__ABOUT THIS TASK__:
Please print the records below exactly as they are written.

━━━ DATA SUPPLIED ━━━

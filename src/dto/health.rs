use serde::Serialize;
use utoipa::ToSchema;

/// Simple health response returned by the `/healthcheck` route.
#[derive(Debug, Serialize, ToSchema)]
pub struct HealthResponse {
    /// Health status ("ok" or "degraded").
    pub status: String,
    /// Number of live room sessions.
    pub sessions: usize,
}

impl HealthResponse {
    /// Create a health response indicating the system is operational.
    pub fn ok(sessions: usize) -> Self {
        Self {
            status: "ok".to_string(),
            sessions,
        }
    }

    /// Create a health response indicating the system is in degraded mode.
    pub fn degraded(sessions: usize) -> Self {
        Self {
            status: "degraded".to_string(),
            sessions,
        }
    }
}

━━━

__RESPONSE TO THIS TASK__:
filename src/dto/health.rs
use serde::Serialize;
use utoipa::ToSchema;

/// Simple health response returned by the `/healthcheck` route.
#[derive(Debug, Serialize, ToSchema)]
pub struct HealthResponse {
    /// Health status ("ok" or "degraded").
    pub status: String,
    /// Number of live room sessions.
    pub sessions: usize,
}

impl HealthResponse {
    /// Create a health response indicating the system is operational.
    pub fn ok(sessions: usize) -> Self {
        Self {
            status: "ok".to_string(),
            sessions,
        }
    }

    /// Create a health response indicating the system is in degraded mode.
    pub fn degraded(sessions: usize) -> Self {
        Self {
            status: "degraded".to_string(),
            sessions,
        }
    }
}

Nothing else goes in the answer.